3 dead after Holyoke apartment fire Sunday

Fire destroyed 25 families' homes

HOLYOKE, Mass. (WWLP) – Three people were killed in a Holyoke apartment fire on North East Street Sunday.

The fire tore through an apartment building on the corner of North East and East Dwight Streets just before 9 a.m. Sunday morning, forcing 25 families from their homes.

Holyoke Fire Captain Anthony Cerruti told 22News one woman died after jumping from the fourth or fifth floor, and that another body was recovered from the building Sunday night.

Michael Arroyo was staying at his mother’s apartment and woke up to smoke alarms going off.

“I just walked out and when we opened the door it was black smoke,” Arroyo said. “We opened the door because of the alarm and then we just ran out. And when we came out everybody was jumping. I saw like three people jumping.”

Holyoke firefighters, police officers and emergency crews were seen running towards the flames within minutes to help. Some were seen giving CPR.

Victims were taken to the hospital by ambulance, and tears streamed down the faces of those who were uncertain of what happened to their loved ones.

Many residents woke up to smoke and flames. Some of them said they had to hang out their apartment windows to escape. Those families looked on in disbelief as firefighters continued to battle the flames throughout the day.

“I heard people screaming. Then I saw smoke and that’s it. When I opened the door there was a lot of smoke and I didn’t know what to do then I tried to escape through the window and wait for the firefighters,” Wilfredo Lopez, a third floor tenant said.
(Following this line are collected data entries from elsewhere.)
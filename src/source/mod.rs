pub mod csv_export;
pub mod postgres;
pub mod sheets_api;

#[cfg(test)]
pub(crate) mod test_support;

use std::sync::Arc;
use std::time::Duration;

use async_trait::async_trait;
use thiserror::Error;

use crate::config::SourceConfig;
use crate::models::Record;

pub use csv_export::CsvExportSource;
pub use postgres::PostgresSource;
pub use sheets_api::SheetsApiSource;

/// Read access to the certificate dataset.
#[async_trait]
pub trait DataSource: Send + Sync + 'static {
    /// Short backend name used in logs and health output.
    fn kind(&self) -> &'static str;

    /// Every valid record in the dataset.
    async fn fetch_all(&self) -> Result<Vec<Record>, DataSourceError>;

    /// Records whose name matches `query`. A blank query returns nothing
    /// without touching the backend.
    async fn search(&self, query: &str) -> Result<Vec<Record>, DataSourceError>;
}

/// A payload arrived but could not be understood.
#[derive(Debug, Error)]
pub enum ParseError {
    #[error("payload is not valid UTF-8")]
    Encoding(#[from] std::string::FromUtf8Error),
    #[error("payload is not valid JSON: {0}")]
    Json(#[from] serde_json::Error),
    #[error("payload has neither `values` nor `feed.entry` rows")]
    MissingRows,
    #[error("expected CSV but received an HTML page (is the sheet shared publicly?)")]
    HtmlInsteadOfCsv,
}

#[derive(Debug, Error)]
pub enum DataSourceError {
    #[error("request to {url} failed: {source}")]
    Http {
        url: String,
        #[source]
        source: reqwest::Error,
    },
    #[error("{url} responded with status {status}")]
    Status {
        url: String,
        status: reqwest::StatusCode,
    },
    #[error("failed to parse response from {origin}: {source}")]
    Parse {
        origin: String,
        #[source]
        source: ParseError,
    },
    #[error("database error: {0}")]
    Database(String),
    #[error("invalid data source configuration: {0}")]
    Config(String),
}

impl DataSourceError {
    pub(crate) fn parse(origin: impl Into<String>, source: ParseError) -> Self {
        DataSourceError::Parse {
            origin: origin.into(),
            source,
        }
    }

    /// Message fit for end users; the full error goes to the logs.
    pub fn user_message(&self) -> String {
        match self {
            DataSourceError::Http { .. } => {
                "Could not reach the certificate service. Please try again later.".to_string()
            }
            DataSourceError::Status { status, .. } => format!(
                "The certificate service answered with an error ({}). Please try again later.",
                status.as_u16()
            ),
            DataSourceError::Parse { .. } => {
                "The certificate data could not be read. Please try again later.".to_string()
            }
            DataSourceError::Database(_) => {
                "Failed to load certificate data. Please try again later.".to_string()
            }
            DataSourceError::Config(msg) => format!("Certificate lookup is misconfigured: {msg}"),
        }
    }
}

impl From<sqlx::Error> for DataSourceError {
    fn from(err: sqlx::Error) -> Self {
        DataSourceError::Database(err.to_string())
    }
}

/// Builds the backend described by `config`. Nothing is contacted yet: HTTP
/// clients connect per request and the Postgres pool connects lazily.
pub fn build_source(config: &SourceConfig) -> Result<Arc<dyn DataSource>, DataSourceError> {
    let source: Arc<dyn DataSource> = match config {
        SourceConfig::CsvExport {
            url,
            request_timeout,
        } => Arc::new(CsvExportSource::new(
            url.clone(),
            http_client(*request_timeout)?,
        )),
        SourceConfig::SheetsApi {
            url,
            api_key,
            skip_header,
            request_timeout,
        } => Arc::new(
            SheetsApiSource::new(
                url.clone(),
                api_key.clone(),
                http_client(*request_timeout)?,
            )
            .with_skip_header(*skip_header),
        ),
        SourceConfig::HostedTable {
            database_url,
            table,
            max_connections,
            unaccent,
        } => Arc::new(PostgresSource::connect_lazy(
            database_url,
            table.clone(),
            *max_connections,
            *unaccent,
        )?),
    };
    Ok(source)
}

pub(crate) fn http_client(timeout: Duration) -> Result<reqwest::Client, DataSourceError> {
    reqwest::Client::builder()
        .timeout(timeout)
        .build()
        .map_err(|e| DataSourceError::Config(format!("failed to build HTTP client: {e}")))
}

/// Issues a GET and returns the body of a 2xx response.
pub(crate) async fn get_body(
    request: reqwest::RequestBuilder,
    url: &str,
) -> Result<Vec<u8>, DataSourceError> {
    let response = request.send().await.map_err(|source| DataSourceError::Http {
        url: url.to_string(),
        source,
    })?;

    let status = response.status();
    if !status.is_success() {
        return Err(DataSourceError::Status {
            url: url.to_string(),
            status,
        });
    }

    let body = response
        .bytes()
        .await
        .map_err(|source| DataSourceError::Http {
            url: url.to_string(),
            source,
        })?;
    Ok(body.to_vec())
}
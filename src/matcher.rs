use crate::models::Record;
use crate::normalize::normalize;

/// Whether `candidate` matches the free-text `query`.
///
/// Both sides are normalized. A whole-phrase substring hit wins outright;
/// otherwise every whitespace-separated query token has to appear somewhere
/// in the candidate, in any order. A query with no tokens matches nothing.
pub fn matches(query: &str, candidate: &str) -> bool {
    let query = normalize(query);
    if query.is_empty() {
        return false;
    }

    let candidate = normalize(candidate);
    if candidate.contains(&query) {
        return true;
    }

    query
        .split_whitespace()
        .all(|token| candidate.contains(token))
}

/// Keeps the records whose name matches `query`.
pub fn filter_matching(records: Vec<Record>, query: &str) -> Vec<Record> {
    records
        .into_iter()
        .filter(|record| matches(query, record.name()))
        .collect()
}
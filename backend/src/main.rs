mod api;

use std::net::SocketAddr;
use std::path::PathBuf;

use anyhow::{Context, Result};
use api::{AppState, router};
use certlookup::logging::init_logging;
use certlookup::{AppConfig, build_source};
use clap::Parser;
use tokio::net::TcpListener;
use tokio::signal;
use tracing::{info, warn};

#[derive(Debug, Parser)]
#[command(
    name = "certlookup-backend",
    version,
    about = "HTTP API for certificate lookup"
)]
struct ServerConfig {
    /// Path to the TOML configuration file
    #[arg(long, env = "CERTLOOKUP_CONFIG", default_value = "certlookup.toml")]
    config: PathBuf,
    /// Address to bind the HTTP server to
    #[arg(long, env = "BIND_ADDRESS", default_value = "127.0.0.1:8080")]
    bind: String,
}

#[tokio::main]
async fn main() -> Result<()> {
    dotenvy::dotenv().ok();
    init_logging("info")?;

    let config = ServerConfig::parse();
    let bind_addr: SocketAddr = config
        .bind
        .parse()
        .with_context(|| format!("invalid bind address: {}", config.bind))?;

    let app_config = AppConfig::load(&config.config).context("failed to load config")?;
    let source = build_source(&app_config.source).context("failed to set up data source")?;
    info!(
        stage = "startup",
        event = "source.ready",
        source = source.kind(),
        config_path = %config.config.display(),
        "data source configured"
    );

    let source_kind = source.kind();
    let app = router(AppState { source });

    let listener = TcpListener::bind(bind_addr)
        .await
        .context("failed to bind TCP listener")?;

    info!(%bind_addr, "server starting");

    axum::serve(listener, app.into_make_service())
        .with_graceful_shutdown(async move {
            let received = shutdown_signal().await;
            info!(
                stage = "shutdown",
                event = "server.drain.begin",
                signal = received,
                source = source_kind,
                "draining in-flight certificate requests"
            );
        })
        .await
        .context("certificate API server failed")?;

    info!(
        stage = "shutdown",
        event = "server.drain.end",
        result = "ok",
        "certificate API stopped"
    );
    Ok(())
}

/// Resolves with the name of the signal that asked the server to stop.
async fn shutdown_signal() -> &'static str {
    let ctrl_c = async {
        if let Err(err) = signal::ctrl_c().await {
            warn!(stage = "shutdown", error = %err, "cannot listen for SIGINT");
            std::future::pending::<()>().await;
        }
    };

    #[cfg(unix)]
    let terminate = async {
        match signal::unix::signal(signal::unix::SignalKind::terminate()) {
            Ok(mut stream) => {
                stream.recv().await;
            }
            Err(err) => {
                warn!(stage = "shutdown", error = %err, "cannot listen for SIGTERM");
                std::future::pending::<()>().await;
            }
        }
    };

    #[cfg(not(unix))]
    let terminate = std::future::pending::<()>();

    tokio::select! {
        _ = ctrl_c => "SIGINT",
        _ = terminate => "SIGTERM",
    }
}
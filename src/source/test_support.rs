use std::sync::Arc;
use std::sync::atomic::{AtomicUsize, Ordering};

use axum::Router;
use axum::extract::{RawQuery, State};
use axum::http::StatusCode;
use axum::routing::get;
use tokio::net::TcpListener;

#[derive(Clone)]
struct Fixture {
    status: StatusCode,
    body: Arc<Vec<u8>>,
    hits: Arc<AtomicUsize>,
    last_query: Arc<std::sync::Mutex<Option<String>>>,
}

/// A local HTTP server answering `GET /data` with a canned response.
pub(crate) struct FixtureServer {
    pub url: String,
    hits: Arc<AtomicUsize>,
    last_query: Arc<std::sync::Mutex<Option<String>>>,
}

impl FixtureServer {
    pub async fn start(status: StatusCode, body: impl Into<Vec<u8>>) -> Self {
        let hits = Arc::new(AtomicUsize::new(0));
        let last_query = Arc::new(std::sync::Mutex::new(None));
        let fixture = Fixture {
            status,
            body: Arc::new(body.into()),
            hits: Arc::clone(&hits),
            last_query: Arc::clone(&last_query),
        };

        let app = Router::new()
            .route("/data", get(serve_fixture))
            .with_state(fixture);
        let listener = TcpListener::bind("127.0.0.1:0")
            .await
            .expect("bind fixture listener");
        let addr = listener.local_addr().expect("fixture address");
        tokio::spawn(async move {
            axum::serve(listener, app).await.expect("fixture server");
        });

        Self {
            url: format!("http://{addr}/data"),
            hits,
            last_query,
        }
    }

    pub fn hits(&self) -> usize {
        self.hits.load(Ordering::SeqCst)
    }

    pub fn last_query(&self) -> Option<String> {
        self.last_query.lock().expect("query lock").clone()
    }
}

async fn serve_fixture(
    State(fixture): State<Fixture>,
    RawQuery(query): RawQuery,
) -> (StatusCode, Vec<u8>) {
    fixture.hits.fetch_add(1, Ordering::SeqCst);
    *fixture.last_query.lock().expect("query lock") = query;
    (fixture.status, fixture.body.as_ref().clone())
}

/// An address nothing listens on.
pub(crate) async fn unreachable_url() -> String {
    let listener = TcpListener::bind("127.0.0.1:0")
        .await
        .expect("bind throwaway listener");
    let addr = listener.local_addr().expect("throwaway address");
    drop(listener);
    format!("http://{addr}/data")
}
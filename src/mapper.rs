use chrono::{DateTime, NaiveDate, NaiveDateTime};

use crate::models::{RawRow, Record, TableRow};

const DISPLAY_FORMAT: &str = "%d/%m/%Y";

// Slash-separated dates are day-first: `01/02/2024` is the first of February.
const DATE_FORMATS: &[&str] = &["%Y-%m-%d", "%d/%m/%Y", "%Y/%m/%d", "%d-%m-%Y", "%d.%m.%Y"];
const DATETIME_FORMATS: &[&str] = &[
    "%Y-%m-%d %H:%M:%S",
    "%Y-%m-%dT%H:%M:%S",
    "%Y-%m-%dT%H:%M:%S%.f",
    "%d/%m/%Y %H:%M:%S",
    "%d/%m/%Y %H:%M",
];

/// Maps any raw backend row into a record. Rows missing a name or a
/// completion date are rejected with `None`.
pub fn map_row(raw: RawRow) -> Option<Record> {
    match raw {
        RawRow::Csv(cells) | RawRow::Api(cells) => map_positional(&cells),
        RawRow::Table(row) => map_table_row(row),
    }
}

/// Positional layout: `[name, location, date, document_url, download_url]`.
pub fn map_positional(cells: &[String]) -> Option<Record> {
    let cell = |idx: usize| cells.get(idx).map(|c| c.trim()).unwrap_or("");
    build(cell(0), cell(1), cell(2), cell(3), cell(4))
}

pub fn map_table_row(row: TableRow) -> Option<Record> {
    let document_url = match row.certificado_url.as_deref().map(str::trim) {
        Some(url) if !url.is_empty() => url,
        _ => row.certificado_completo_url.as_deref().unwrap_or(""),
    };

    build(
        row.nome_aluno.as_deref().unwrap_or(""),
        row.local_treinamento.as_deref().unwrap_or(""),
        row.data_conclusao.as_deref().unwrap_or(""),
        document_url,
        row.certificado_download_url.as_deref().unwrap_or(""),
    )
}

fn build(
    name: &str,
    location: &str,
    raw_date: &str,
    document_url: &str,
    download_url: &str,
) -> Option<Record> {
    if raw_date.trim().is_empty() {
        return None;
    }
    Record::new(
        name,
        location,
        format_completion_date(raw_date),
        document_url,
        download_url,
    )
}

/// Renders `raw` as `DD/MM/YYYY`. Values that cannot be read as a date come
/// back unchanged (trimmed).
pub fn format_completion_date(raw: &str) -> String {
    let raw = raw.trim();
    parse_date(raw)
        .map(|date| date.format(DISPLAY_FORMAT).to_string())
        .unwrap_or_else(|| raw.to_string())
}

fn parse_date(raw: &str) -> Option<NaiveDate> {
    if raw.is_empty() {
        return None;
    }

    if let Ok(dt) = DateTime::parse_from_rfc3339(raw) {
        return Some(dt.date_naive());
    }

    DATE_FORMATS
        .iter()
        .find_map(|fmt| NaiveDate::parse_from_str(raw, fmt).ok())
        .or_else(|| {
            DATETIME_FORMATS
                .iter()
                .find_map(|fmt| NaiveDateTime::parse_from_str(raw, fmt).ok())
                .map(|dt| dt.date())
        })
}

#[cfg(test)]
mod tests {
    use super::*;
    use pretty_assertions::assert_eq;

    fn cells(values: &[&str]) -> Vec<String> {
        values.iter().map(|v| v.to_string()).collect()
    }

    #[test]
    fn empty_name_rejected() {
        assert_eq!(map_positional(&cells(&["", "SP", "2024-01-01"])), None);
        assert_eq!(map_positional(&cells(&["   ", "SP", "2024-01-01"])), None);
    }

    #[test]
    fn empty_location_kept() {
        let record = map_positional(&cells(&["Ana", "", "2024-01-01"])).expect("record");
        assert_eq!(record.location(), "");
        assert_eq!(record.completion_date(), "01/01/2024");
        assert_eq!(record.document_url(), "");
        assert_eq!(record.download_url(), "");
    }

    #[test]
    fn missing_date_rejected() {
        assert_eq!(map_positional(&cells(&["Ana", "SP", " "])), None);
        assert_eq!(map_positional(&cells(&["Ana", "SP"])), None);
        assert_eq!(map_positional(&[]), None);
    }

    #[test]
    fn full_row_maps_every_column() {
        let record = map_row(RawRow::Csv(cells(&[
            " Ana Paula ",
            "São Paulo",
            "15/03/2024",
            "https://drive.google.com/file/d/F1/view",
            "",
            "extra column",
        ])))
        .expect("record");
        assert_eq!(record.name(), "Ana Paula");
        assert_eq!(record.location(), "São Paulo");
        assert_eq!(record.completion_date(), "15/03/2024");
        assert_eq!(
            record.download_url(),
            "https://drive.google.com/uc?export=download&id=F1"
        );
    }

    #[test]
    fn table_row_maps_and_falls_back_to_full_document() {
        let row = TableRow {
            nome_aluno: Some("João".into()),
            local_treinamento: None,
            data_conclusao: Some("2023-12-31".into()),
            certificado_url: Some("  ".into()),
            certificado_download_url: None,
            certificado_completo_url: Some("https://example.com/full.pdf".into()),
        };
        let record = map_row(RawRow::Table(row)).expect("record");
        assert_eq!(record.location(), "");
        assert_eq!(record.completion_date(), "31/12/2023");
        assert_eq!(record.document_url(), "https://example.com/full.pdf");
        assert_eq!(record.download_url(), "https://example.com/full.pdf");
    }

    #[test]
    fn table_row_without_name_rejected() {
        let row = TableRow {
            data_conclusao: Some("2023-12-31".into()),
            ..TableRow::default()
        };
        assert_eq!(map_table_row(row), None);
    }

    #[test]
    fn date_formats() {
        assert_eq!(format_completion_date("2024-01-05"), "05/01/2024");
        assert_eq!(format_completion_date("2024/01/05"), "05/01/2024");
        assert_eq!(format_completion_date("05/01/2024"), "05/01/2024");
        assert_eq!(format_completion_date("05-01-2024"), "05/01/2024");
        assert_eq!(format_completion_date("05.01.2024"), "05/01/2024");
        assert_eq!(format_completion_date("2024-01-05T10:30:00Z"), "05/01/2024");
        assert_eq!(format_completion_date("2024-01-05 10:30:00"), "05/01/2024");
    }

    #[test]
    fn unparseable_date_passes_through() {
        assert_eq!(format_completion_date(" março de 2024 "), "março de 2024");
        assert_eq!(format_completion_date("2024-13-40"), "2024-13-40");
        assert_eq!(format_completion_date(""), "");
    }
}
use anyhow::{Context, Result};
use tracing_subscriber::prelude::*;
use tracing_subscriber::{EnvFilter, fmt};

/// Crates whose logs follow `level`. Everything else (sqlx, hyper, reqwest)
/// stays at `warn` unless `RUST_LOG` says otherwise.
const CERTLOOKUP_TARGETS: [&str; 3] = ["certlookup", "certlookup_backend", "tower_http"];

/// Filter directives used when `RUST_LOG` is unset.
pub fn default_directives(level: &str) -> String {
    let mut directives = vec!["warn".to_string()];
    directives.extend(
        CERTLOOKUP_TARGETS
            .iter()
            .map(|target| format!("{target}={level}")),
    );
    directives.join(",")
}

/// Installs the global subscriber. `RUST_LOG` overrides `level`.
/// Logs go to stderr so command output on stdout stays machine-readable.
pub fn init_logging(level: &str) -> Result<()> {
    let filter_layer = match EnvFilter::try_from_default_env() {
        Ok(filter) => filter,
        Err(_) => EnvFilter::try_new(default_directives(level))
            .with_context(|| format!("invalid log level '{level}'"))?,
    };

    let fmt_layer = fmt::layer()
        .compact()
        .with_ansi(false)
        .with_target(false)
        .with_writer(std::io::stderr)
        .boxed();

    tracing_subscriber::registry()
        .with(filter_layer)
        .with(fmt_layer)
        .try_init()
        .context("failed to initialize certlookup logging")?;

    Ok(())
}

#[cfg(test)]
mod tests {
    use super::*;

    #[test]
    fn scopes_level_to_certlookup_targets() {
        assert_eq!(
            default_directives("debug"),
            "warn,certlookup=debug,certlookup_backend=debug,tower_http=debug"
        );
        assert!(EnvFilter::try_new(default_directives("info")).is_ok());
    }
}
use std::path::PathBuf;
use std::time::Duration;

use anyhow::{Context, Result};
use certlookup::logging::init_logging;
use certlookup::{
    AppConfig, DataSource, Record, SearchOrchestrator, SearchPhase, SearchState, build_source,
};
use clap::{Parser, Subcommand};
use tokio::io::{AsyncBufReadExt, BufReader};
use tracing::info;

const SETTLE_MARGIN: Duration = Duration::from_millis(50);

#[derive(Debug, Parser)]
#[command(
    name = "certlookup",
    version,
    about = "Look up course certificates by student name"
)]
struct Cli {
    /// Path to the TOML configuration file
    #[arg(long, env = "CERTLOOKUP_CONFIG", default_value = "certlookup.toml")]
    config: PathBuf,
    /// Log filter used when RUST_LOG is not set
    #[arg(long, default_value = "warn")]
    log_level: String,
    #[command(subcommand)]
    command: Command,
}

#[derive(Debug, Subcommand)]
enum Command {
    /// Search certificates by name (accent and case insensitive)
    Search {
        /// Name or part of a name; every word must appear
        term: String,
        /// Print results as JSON
        #[arg(long)]
        json: bool,
    },
    /// List every certificate in the dataset
    List {
        /// Print results as JSON
        #[arg(long)]
        json: bool,
    },
    /// Read queries from stdin, one per line, as if typed into a search box.
    /// A blank line clears the results; `:clear` also resets the query.
    Interactive,
}

#[tokio::main]
async fn main() -> Result<()> {
    dotenvy::dotenv().ok();
    let cli = Cli::parse();
    init_logging(&cli.log_level)?;

    let cfg = AppConfig::load(&cli.config).context("failed to load certlookup config")?;
    info!(
        stage = "startup",
        event = "config.load.end",
        result = "ok",
        source = cfg.source.kind(),
        config_path = %cli.config.display(),
        "configuration loaded"
    );
    let source = build_source(&cfg.source).context("failed to set up data source")?;

    match cli.command {
        Command::Search { term, json } => {
            let records = source.search(&term).await?;
            print_records(&records, json)
        }
        Command::List { json } => {
            let records = source.fetch_all().await?;
            print_records(&records, json)
        }
        Command::Interactive => {
            let debounce = cfg.search.debounce;
            interactive(SearchOrchestrator::with_debounce(source, debounce), debounce).await
        }
    }
}

async fn interactive(orchestrator: SearchOrchestrator, debounce: Duration) -> Result<()> {
    let mut updates = orchestrator.subscribe();
    let printer = tokio::spawn(async move {
        while updates.changed().await.is_ok() {
            let state = updates.borrow_and_update().clone();
            print_state(&state);
        }
    });

    let mut lines = BufReader::new(tokio::io::stdin()).lines();
    while let Some(line) = lines.next_line().await.context("failed to read stdin")? {
        if line.trim() == ":clear" {
            orchestrator.clear();
        } else {
            orchestrator.set_query(&line);
        }
    }

    // Input closed: let the last debounced query run to completion.
    tokio::time::sleep(debounce + SETTLE_MARGIN).await;
    orchestrator
        .subscribe()
        .wait_for(|state| !state.loading)
        .await
        .context("search state closed")?;
    tokio::task::yield_now().await;
    printer.abort();
    Ok(())
}

fn print_state(state: &SearchState) {
    match state.phase {
        SearchPhase::Searching => println!("searching \"{}\"...", state.query.trim()),
        SearchPhase::Success => {
            println!("{} result(s) for \"{}\"", state.results.len(), state.query.trim());
            for record in &state.results {
                println!("  {}", format_record(record));
            }
        }
        SearchPhase::Failed => {
            println!("error: {}", state.error.as_deref().unwrap_or("search failed"));
        }
        SearchPhase::Idle => {}
    }
}

fn print_records(records: &[Record], json: bool) -> Result<()> {
    if json {
        let out = serde_json::to_string_pretty(records).context("failed to serialize results")?;
        println!("{out}");
        return Ok(());
    }

    if records.is_empty() {
        println!("no certificates found");
    }
    for record in records {
        println!("{}", format_record(record));
    }
    Ok(())
}

fn format_record(record: &Record) -> String {
    let download = if record.download_url().is_empty() {
        "(no document)"
    } else {
        record.download_url()
    };
    format!(
        "{} | {} | {} | {}",
        record.name(),
        record.location(),
        record.completion_date(),
        download
    )
}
The American Red Cross offered assistance and the 25 homeless families were taken to the Veterans War Memorial Building on Appleton Street and the Dr. Marcella Kelly School on West Street.

Springfield and Chicopee Fire Departments helped Holyoke firefighters put out the fire. Cerruti said one firefighter was treated for a hand injury he got while setting up a ladder.

cat-rescueWhile firefighters spent hours fighting the flames, there was a shriek and a glimmer of hope.  A cat could be seen in the window of one of the apartments. “I let him know that the cat was right there. So I guess the firefighter saw him and broke the window and got him out. I’m glad he’s alive,” the cat’s owner, Armando Perez said. Perez said he hasn’t named the cat, but thinks Garfield or Survivor might be suitable names now.

As the State Fire Marshal’s Office helps look into what started the fire, there is still questions as to how the flames got so big, so quickly.

“These buildings are protected by a fire alarm system so it’s concerning to us when a fire gets this far out of control,” Cerruti said.

It’s another question that firefighters hope to have answered starting the new year.